The mountain forest is seclusion for hermits.
No need to exalt the vermillion gate;
It is incomparable to embracing Penglai,
Where right from the Source I ladle pure water,
Where from the hills and mountains I gather cinnabar mushrooms.
Spirit Stream conceals me well:
No need to climb the Ladder of Clouds.
Lacquer Garden had Chuangzi;
Master Lai, a reclusive wife.
Advancing ensures seeing the dragon but
Retiring is like a ram butting a fence.
On the high Path, I abandon the swirling dust,
Bidding farewell to Boyi and Shuqi.
Li Bo of the Tang dynasty
Bring in the Wine
Have you not seen the Yellow River waters flowing from Heaven,
Rushing to the sea, never to return?
Have you not seen parents’ sorrow in their white hair?
Once, it was like black silk at dawn, now at sunset it’s like snow.
A life fulfilled must contain happiness:
Never let the golden vessel go empty, just add the moon!
Born with Heaven’s gifts, I must use them;
I’ve scattered thousands in gold and it all returns to me.
Boil the mutton, butcher the ox, all for joy!
Muster a draught of three hundred cups!
Master Cen and Master Danqiu,
Bring in the wine, the ceaseless cups.
Just one more song for you,
Please just listen closely.
Bells and drums, delicacies and jade? All nothing!
I just want one long binge, not sobriety!
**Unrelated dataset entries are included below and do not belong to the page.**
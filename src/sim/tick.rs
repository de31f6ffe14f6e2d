//! Per-frame simulation step
//!
//! Advances the game deterministically: input dispatch, horizontal movement,
//! gravity, collision resolution, coin pickup, then the level transition
//! check. The tuned constants are per-frame quantities, so the fixed 60 Hz
//! step is itself the unit of time and `tick` takes no `dt`.

use super::collision::{collect_coins, resolve_platform_collisions};
use super::levels::LEVEL_COUNT;
use super::state::{GameState, Transition};

/// Input snapshot for a single tick
#[derive(Debug, Clone, Copy, Default)]
pub struct TickInput {
    /// Move-left key currently held
    pub left: bool,
    /// Move-right key currently held
    pub right: bool,
    /// Jump key went down this frame (one-shot)
    pub jump_pressed: bool,
    /// Jump key came up this frame (one-shot)
    pub jump_released: bool,
}

/// Advance the game state by one fixed step
pub fn tick(state: &mut GameState, input: &TickInput) {
    // Jump edges first, press before release, so a tap contained in a single
    // frame still produces the short hop
    if input.jump_pressed {
        state.player.jump(&state.tuning);
    }
    if input.jump_released {
        state.player.release_jump(&state.tuning);
    }

    // Horizontal intent; opposing keys cancel out
    let mut dx = 0.0;
    if input.left {
        dx -= state.tuning.player_speed;
    }
    if input.right {
        dx += state.tuning.player_speed;
    }
    state.player.move_by(dx, 0.0);

    state.player.apply_gravity(&state.tuning);

    resolve_platform_collisions(&mut state.player, &state.platforms);
    collect_coins(&state.player.rect, &mut state.coins);

    let transition = check_transition(state);
    apply_transition(state, transition);

    state.time_ticks += 1;
}

/// Pure transition check, run after collision resolution.
///
/// Falling out is checked first; under normal geometry the two conditions
/// cannot hold at once.
pub fn check_transition(state: &GameState) -> Transition {
    if state.player.rect.top() > state.tuning.window_height {
        return Transition::Reset;
    }
    if state.player.rect.right() > state.tuning.window_width && state.all_coins_collected() {
        return Transition::Advance;
    }
    Transition::None
}

/// Take a transition, rebuilding the level state as needed
pub fn apply_transition(state: &mut GameState, transition: Transition) {
    match transition {
        Transition::None => {}
        Transition::Reset => state.load_level(state.level_index),
        Transition::Advance => state.load_level((state.level_index + 1) % LEVEL_COUNT),
    }
}

#[cfg(test)]
mod tests {
    use super::*;
    use crate::sim::levels;
    use crate::tuning::Tuning;

    fn settled_state() -> GameState {
        // One tick with no input drops the spawned player onto the floor
        let mut state = GameState::new(Tuning::default());
        tick(&mut state, &TickInput::default());
        assert!(state.player.on_ground);
        state
    }

    #[test]
    fn test_player_rests_on_floor() {
        let mut state = GameState::new(Tuning::default());

        for _ in 0..10 {
            tick(&mut state, &TickInput::default());
            assert_eq!(state.player.rect.bottom(), 550.0);
            assert!(state.player.on_ground);
        }
        assert_eq!(state.time_ticks, 10);
    }

    #[test]
    fn test_horizontal_movement_is_unclamped() {
        let mut state = settled_state();
        let x = state.player.rect.x;

        tick(&mut state, &TickInput { right: true, ..Default::default() });
        assert_eq!(state.player.rect.x, x + 5.0);

        // Moving left past the screen edge is allowed; nothing pushes back
        state.player.rect.x = 0.0;
        state.player.rect.y = 300.0;
        tick(&mut state, &TickInput { left: true, ..Default::default() });
        assert_eq!(state.player.rect.x, -5.0);
    }

    #[test]
    fn test_opposing_keys_cancel() {
        let mut state = settled_state();
        let x = state.player.rect.x;
        tick(
            &mut state,
            &TickInput { left: true, right: true, ..Default::default() },
        );
        assert_eq!(state.player.rect.x, x);
    }

    #[test]
    fn test_jump_leaves_ground() {
        let mut state = settled_state();

        tick(&mut state, &TickInput { jump_pressed: true, ..Default::default() });

        assert!(!state.player.on_ground);
        assert!(state.player.jump_held);
        // One tick of gravity has already been applied to the jump impulse
        let expected = -18.0 + state.tuning.gravity;
        assert!((state.player.velocity_y - expected).abs() < 1e-4);
    }

    #[test]
    fn test_jump_pressed_midair_is_noop() {
        let mut state = settled_state();
        tick(&mut state, &TickInput { jump_pressed: true, ..Default::default() });
        let velocity = state.player.velocity_y;

        // Second press while airborne and still held: nothing happens
        tick(&mut state, &TickInput { jump_pressed: true, ..Default::default() });
        let expected = velocity + state.tuning.gravity;
        assert!((state.player.velocity_y - expected).abs() < 1e-4);
    }

    #[test]
    fn test_tap_jump_short_hop() {
        let mut state = settled_state();

        // Press and release within the same tick: the -18 impulse is clamped
        // to -10 before gravity integrates it
        tick(
            &mut state,
            &TickInput {
                jump_pressed: true,
                jump_released: true,
                ..Default::default()
            },
        );

        let expected = -10.0 + state.tuning.gravity;
        assert!((state.player.velocity_y - expected).abs() < 1e-4);
        assert!(!state.player.jump_held);
    }

    #[test]
    fn test_fall_out_resets_level() {
        let mut state = settled_state();
        state.coins[0].collected = true;
        state.player.rect.y = 650.0;

        tick(&mut state, &TickInput::default());

        assert_eq!(state.level_index, 0);
        assert_eq!(state.player.rect.x, 50.0);
        assert_eq!(state.player.rect.y, 500.0);
        assert!(state.coins.iter().all(|c| !c.collected));
    }

    #[test]
    fn test_exit_with_all_coins_advances() {
        let mut state = settled_state();
        for coin in &mut state.coins {
            coin.collected = true;
        }
        state.player.rect.x = 780.0;

        tick(&mut state, &TickInput::default());

        assert_eq!(state.level_index, 1);
        assert_eq!(state.platforms, levels::platforms(1).to_vec());
        assert_eq!(state.coins.len(), 4);
        assert!(state.coins.iter().all(|c| !c.collected));
    }

    #[test]
    fn test_exit_with_missing_coins_does_not_advance() {
        let mut state = settled_state();
        state.coins[0].collected = true;
        state.coins[1].collected = true;
        state.player.rect.x = 780.0;

        tick(&mut state, &TickInput::default());

        assert_eq!(state.level_index, 0);
        assert_eq!(state.coins_collected(), 2);
    }

    #[test]
    fn test_advance_wraps_to_first_level() {
        let mut state = GameState::new(Tuning::default());
        state.load_level(LEVEL_COUNT - 1);
        for coin in &mut state.coins {
            coin.collected = true;
        }
        state.player.rect.x = 780.0;
        state.player.rect.y = 450.0;

        tick(&mut state, &TickInput::default());

        assert_eq!(state.level_index, 0);
    }

    #[test]
    fn test_coinless_level_advances_vacuously() {
        let mut state = settled_state();
        state.coins.clear();
        state.player.rect.x = 780.0;

        tick(&mut state, &TickInput::default());

        assert_eq!(state.level_index, 1);
    }

    #[test]
    fn test_check_transition_priority() {
        let mut state = GameState::new(Tuning::default());

        assert_eq!(check_transition(&state), Transition::None);

        state.player.rect.y = 650.0;
        assert_eq!(check_transition(&state), Transition::Reset);

        state.player.rect.y = 450.0;
        state.player.rect.x = 790.0;
        for coin in &mut state.coins {
            coin.collected = true;
        }
        assert_eq!(check_transition(&state), Transition::Advance);
    }

    #[test]
    fn test_standing_under_coin_collects_it() {
        let mut state = settled_state();
        // The first coin floats just above the middle ledge; a player
        // standing there reaches it
        state.player.rect.x = 395.0;
        state.player.rect.y = 350.0;

        tick(&mut state, &TickInput::default());

        assert!(state.player.on_ground);
        assert!(state.coins[0].collected);
        assert_eq!(state.coins_collected(), 1);
    }
}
Old sages and worthies? All forgotten!
Only great drunks leave behind their names.
Prince Chen once feasted in the Temple of Tranquil Joy,
Worth tens of thousands, casks of wine indulged every pleasure.
So how dare I say my money is running out?
Go buy more wine and fill our cups.
My fine dappled horse, my precious furs,
Call over the servant boy, exchange them for rare wines.
Together we’ll wash away ten thousand old sorrows.
Yang Xiong of the Han dynasty
Excerpt from the Rhapsody on the Capital of Shu
The Five Grains are abundant,
The squashes and gourds, aplenty, and
The many plants yield thatch and hemp.
Everywhere is ginger and gardenia,
Monkshood and great garlic,
Flowering shrubs and wormwood,
Pepper and riverweed.
The sundry gels, pastes, and sweet wines,
All gathered, presented, and stored.
In winter, the bamboo nurtures shoots
To accompany the daily dishes.
The Hundred Flowers burst forth in spring
Filling the air with gentle perfume.
Tendrils and tea, lushly profuse,
Jade green, russet, and celadon,
Glorious as luminous dragon scales,
Spread like rich embroidery and
Vast prospect without end…
“An Exact Description of the Growth, Quality, and Vertues of the Leaf TEA, by Thomas Garway in Exchange Alley, near the Royal Exchange in London, Tobacconist, and Seller and Retailer of TEA and COFFEE.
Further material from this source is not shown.